An exact reprint of all the records is the expected answer.

====== Source data

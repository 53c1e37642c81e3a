//! Contact form leads.
//!
//! Leads are relayed to a third-party collector (an Apps Script web app that
//! appends them to a spreadsheet). Delivery is best effort: the form always
//! shows "sent", and relay failures only reach the logs.

use crate::config::Config;
use crate::error::LeadError;
use crate::i18n::{Catalog, Language, LanguageResolver};
use regex::Regex;
use serde::{Deserialize, Serialize};
use std::sync::OnceLock;
use std::time::Duration;
use tokio::task::JoinHandle;
use tracing::{debug, info, warn};

static EMAIL_REGEX: OnceLock<Regex> = OnceLock::new();

fn email_regex() -> &'static Regex {
    EMAIL_REGEX.get_or_init(|| Regex::new(r"^[^\s@]+@[^\s@]+\.[^\s@]+$").unwrap())
}

/// A prospective buyer's contact details, in the collector's JSON shape.
#[derive(Debug, Clone, Default, PartialEq, Eq, Serialize, Deserialize)]
pub struct Lead {
    pub name: String,
    pub email: String,
    pub phone: String,
    #[serde(default)]
    pub message: String,
}

#[derive(Debug, Clone, Copy, PartialEq, Eq)]
pub enum LeadField {
    Name,
    Email,
    Phone,
    Message,
}

impl Lead {
    pub fn new(
        name: impl Into<String>,
        email: impl Into<String>,
        phone: impl Into<String>,
        message: impl Into<String>,
    ) -> Self {
        Self {
            name: name.into(),
            email: email.into(),
            phone: phone.into(),
            message: message.into(),
        }
    }

    pub fn set(&mut self, field: LeadField, value: impl Into<String>) {
        let slot = match field {
            LeadField::Name => &mut self.name,
            LeadField::Email => &mut self.email,
            LeadField::Phone => &mut self.phone,
            LeadField::Message => &mut self.message,
        };
        *slot = value.into();
    }

    /// Same checks as the form's `required` and `type="email"` inputs.
    /// Every problem is reported, not just the first.
    pub fn validate(&self) -> Result<(), LeadError> {
        let mut reasons = Vec::new();

        if self.name.trim().is_empty() {
            reasons.push("name is required".to_string());
        }
        let email = self.email.trim();
        if email.is_empty() {
            reasons.push("email is required".to_string());
        } else if !email_regex().is_match(email) {
            reasons.push("email is invalid".to_string());
        }
        if self.phone.trim().is_empty() {
            reasons.push("phone is required".to_string());
        }

        if reasons.is_empty() {
            Ok(())
        } else {
            Err(LeadError::Invalid(reasons))
        }
    }
}

/// Posts leads to the collector endpoint.
#[derive(Debug, Clone)]
pub struct LeadRelay {
    client: reqwest::Client,
    endpoint: String,
}

impl LeadRelay {
    pub fn new(endpoint: impl Into<String>) -> Self {
        Self {
            client: reqwest::Client::new(),
            endpoint: endpoint.into(),
        }
    }

    pub fn from_config(config: &Config) -> Self {
        Self::new(config.lead_endpoint_url.clone())
    }

    pub fn endpoint(&self) -> &str {
        &self.endpoint
    }

    pub async fn submit(&self, lead: &Lead) -> Result<(), LeadError> {
        let response = self.client.post(&self.endpoint).json(lead).send().await?;

        let status = response.status();
        if !status.is_success() {
            return Err(LeadError::Status(status));
        }

        debug!("Lead endpoint answered {}", status);
        Ok(())
    }

    /// Fire and forget. The returned handle is only useful to tests and
    /// shutdown code; nothing about the outcome is reported back.
    pub fn submit_detached(&self, lead: Lead) -> JoinHandle<()> {
        let relay = self.clone();
        tokio::spawn(async move {
            match relay.submit(&lead).await {
                Ok(()) => info!("Lead relayed to {}", relay.endpoint),
                Err(e) => warn!("Failed to relay lead to {}: {}", relay.endpoint, e),
            }
        })
    }
}

// ==================== WhatsApp ====================

/// Click-to-chat link with no prefilled message, as used in the footer.
pub fn whatsapp_chat_link(number: &str) -> String {
    format!("https://wa.me/{}", number)
}

/// Click-to-chat link for the floating button, prefilled with the greeting
/// in `lang`.
pub fn whatsapp_link(number: &str, lang: Language) -> String {
    let greeting = Catalog::global().translate(lang, "whatsapp.greeting");
    format!(
        "{}?text={}",
        whatsapp_chat_link(number),
        urlencoding::encode(greeting)
    )
}

// ==================== Form state ====================

#[derive(Debug, Clone, Copy, PartialEq, Eq)]
pub enum FormPhase {
    Editing,
    Submitting,
    Submitted { since: Duration },
}

/// The contact form's optimistic submit cycle.
///
/// `Editing → Submitting → Submitted`, then back to `Editing` with empty
/// fields once the confirmation has been shown for `reset_after`. The
/// transport outcome never changes the path.
#[derive(Debug, Clone)]
pub struct ContactForm {
    lead: Lead,
    phase: FormPhase,
    reset_after: Duration,
}

impl ContactForm {
    pub fn new(reset_after: Duration) -> Self {
        Self {
            lead: Lead::default(),
            phase: FormPhase::Editing,
            reset_after,
        }
    }

    pub fn lead(&self) -> &Lead {
        &self.lead
    }

    pub fn phase(&self) -> FormPhase {
        self.phase
    }

    /// Input changes are ignored outside `Editing`.
    pub fn set(&mut self, field: LeadField, value: impl Into<String>) {
        if self.phase == FormPhase::Editing {
            self.lead.set(field, value);
        }
    }

    /// Lock the form and hand out the lead to send.
    pub fn begin_submit(&mut self) -> Option<Lead> {
        if self.phase != FormPhase::Editing {
            return None;
        }
        self.phase = FormPhase::Submitting;
        Some(self.lead.clone())
    }

    /// Called once the request has been handed off, whatever its fate.
    pub fn finish_submit(&mut self, now: Duration) {
        if self.phase == FormPhase::Submitting {
            self.phase = FormPhase::Submitted { since: now };
        }
    }

    /// `begin_submit` and `finish_submit` in one step.
    pub fn submit(&mut self, now: Duration) -> Option<Lead> {
        let lead = self.begin_submit()?;
        self.finish_submit(now);
        Some(lead)
    }

    /// Reset once the confirmation window has passed. Returns true on reset.
    pub fn poll(&mut self, now: Duration) -> bool {
        let FormPhase::Submitted { since } = self.phase else {
            return false;
        };
        if now.saturating_sub(since) < self.reset_after {
            return false;
        }
        self.lead = Lead::default();
        self.phase = FormPhase::Editing;
        true
    }

    pub fn button_label_key(&self) -> &'static str {
        match self.phase {
            FormPhase::Editing => "contact.submit",
            FormPhase::Submitting => "contact.submitting",
            FormPhase::Submitted { .. } => "contact.submitted",
        }
    }

    pub fn button_label(&self, resolver: &LanguageResolver) -> &'static str {
        resolver.translate(self.button_label_key())
    }
}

============

Answer box »
repository 53c1e37642c81e3a
//! Contact form leads.
//!
//! Leads are relayed to a third-party collector (an Apps Script web app that
//! appends them to a spreadsheet). Delivery is best effort: the form always
//! shows "sent", and relay failures only reach the logs.

use crate::config::Config;
use crate::error::LeadError;
use crate::i18n::{Catalog, Language, LanguageResolver};
use regex::Regex;
use serde::{Deserialize, Serialize};
use std::sync::OnceLock;
use std::time::Duration;
use tokio::task::JoinHandle;
use tracing::{debug, info, warn};

static EMAIL_REGEX: OnceLock<Regex> = OnceLock::new();

fn email_regex() -> &'static Regex {
    EMAIL_REGEX.get_or_init(|| Regex::new(r"^[^\s@]+@[^\s@]+\.[^\s@]+$").unwrap())
}

/// A prospective buyer's contact details, in the collector's JSON shape.
#[derive(Debug, Clone, Default, PartialEq, Eq, Serialize, Deserialize)]
pub struct Lead {
    pub name: String,
    pub email: String,
    pub phone: String,
    #[serde(default)]
    pub message: String,
}

#[derive(Debug, Clone, Copy, PartialEq, Eq)]
pub enum LeadField {
    Name,
    Email,
    Phone,
    Message,
}

impl Lead {
    pub fn new(
        name: impl Into<String>,
        email: impl Into<String>,
        phone: impl Into<String>,
        message: impl Into<String>,
    ) -> Self {
        Self {
            name: name.into(),
            email: email.into(),
            phone: phone.into(),
            message: message.into(),
        }
    }

    pub fn set(&mut self, field: LeadField, value: impl Into<String>) {
        let slot = match field {
            LeadField::Name => &mut self.name,
            LeadField::Email => &mut self.email,
            LeadField::Phone => &mut self.phone,
            LeadField::Message => &mut self.message,
        };
        *slot = value.into();
    }

    /// Same checks as the form's `required` and `type="email"` inputs.
    /// Every problem is reported, not just the first.
    pub fn validate(&self) -> Result<(), LeadError> {
        let mut reasons = Vec::new();

        if self.name.trim().is_empty() {
            reasons.push("name is required".to_string());
        }
        let email = self.email.trim();
        if email.is_empty() {
            reasons.push("email is required".to_string());
        } else if !email_regex().is_match(email) {
            reasons.push("email is invalid".to_string());
        }
        if self.phone.trim().is_empty() {
            reasons.push("phone is required".to_string());
        }

        if reasons.is_empty() {
            Ok(())
        } else {
            Err(LeadError::Invalid(reasons))
        }
    }
}

/// Posts leads to the collector endpoint.
#[derive(Debug, Clone)]
pub struct LeadRelay {
    client: reqwest::Client,
    endpoint: String,
}

impl LeadRelay {
    pub fn new(endpoint: impl Into<String>) -> Self {
        Self {
            client: reqwest::Client::new(),
            endpoint: endpoint.into(),
        }
    }

    pub fn from_config(config: &Config) -> Self {
        Self::new(config.lead_endpoint_url.clone())
    }

    pub fn endpoint(&self) -> &str {
        &self.endpoint
    }

    pub async fn submit(&self, lead: &Lead) -> Result<(), LeadError> {
        let response = self.client.post(&self.endpoint).json(lead).send().await?;

        let status = response.status();
        if !status.is_success() {
            return Err(LeadError::Status(status));
        }

        debug!("Lead endpoint answered {}", status);
        Ok(())
    }

    /// Fire and forget. The returned handle is only useful to tests and
    /// shutdown code; nothing about the outcome is reported back.
    pub fn submit_detached(&self, lead: Lead) -> JoinHandle<()> {
        let relay = self.clone();
        tokio::spawn(async move {
            match relay.submit(&lead).await {
                Ok(()) => info!("Lead relayed to {}", relay.endpoint),
                Err(e) => warn!("Failed to relay lead to {}: {}", relay.endpoint, e),
            }
        })
    }
}

// ==================== WhatsApp ====================

/// Click-to-chat link with no prefilled message, as used in the footer.
pub fn whatsapp_chat_link(number: &str) -> String {
    format!("https://wa.me/{}", number)
}

/// Click-to-chat link for the floating button, prefilled with the greeting
/// in `lang`.
pub fn whatsapp_link(number: &str, lang: Language) -> String {
    let greeting = Catalog::global().translate(lang, "whatsapp.greeting");
    format!(
        "{}?text={}",
        whatsapp_chat_link(number),
        urlencoding::encode(greeting)
    )
}

// ==================== Form state ====================

#[derive(Debug, Clone, Copy, PartialEq, Eq)]
pub enum FormPhase {
    Editing,
    Submitting,
    Submitted { since: Duration },
}

/// The contact form's optimistic submit cycle.
///
/// `Editing → Submitting → Submitted`, then back to `Editing` with empty
/// fields once the confirmation has been shown for `reset_after`. The
/// transport outcome never changes the path.
#[derive(Debug, Clone)]
pub struct ContactForm {
    lead: Lead,
    phase: FormPhase,
    reset_after: Duration,
}

impl ContactForm {
    pub fn new(reset_after: Duration) -> Self {
        Self {
            lead: Lead::default(),
            phase: FormPhase::Editing,
            reset_after,
        }
    }

    pub fn lead(&self) -> &Lead {
        &self.lead
    }

    pub fn phase(&self) -> FormPhase {
        self.phase
    }

    /// Input changes are ignored outside `Editing`.
    pub fn set(&mut self, field: LeadField, value: impl Into<String>) {
        if self.phase == FormPhase::Editing {
            self.lead.set(field, value);
        }
    }

    /// Lock the form and hand out the lead to send.
    pub fn begin_submit(&mut self) -> Option<Lead> {
        if self.phase != FormPhase::Editing {
            return None;
        }
        self.phase = FormPhase::Submitting;
        Some(self.lead.clone())
    }

    /// Called once the request has been handed off, whatever its fate.
    pub fn finish_submit(&mut self, now: Duration) {
        if self.phase == FormPhase::Submitting {
            self.phase = FormPhase::Submitted { since: now };
        }
    }

    /// `begin_submit` and `finish_submit` in one step.
    pub fn submit(&mut self, now: Duration) -> Option<Lead> {
        let lead = self.begin_submit()?;
        self.finish_submit(now);
        Some(lead)
    }

    /// Reset once the confirmation window has passed. Returns true on reset.
    pub fn poll(&mut self, now: Duration) -> bool {
        let FormPhase::Submitted { since } = self.phase else {
            return false;
        };
        if now.saturating_sub(since) < self.reset_after {
            return false;
        }
        self.lead = Lead::default();
        self.phase = FormPhase::Editing;
        true
    }

    pub fn button_label_key(&self) -> &'static str {
        match self.phase {
            FormPhase::Editing => "contact.submit",
            FormPhase::Submitting => "contact.submitting",
            FormPhase::Submitted { .. } => "contact.submitted",
        }
    }

    pub fn button_label(&self, resolver: &LanguageResolver) -> &'static str {
        resolver.translate(self.button_label_key())
    }
}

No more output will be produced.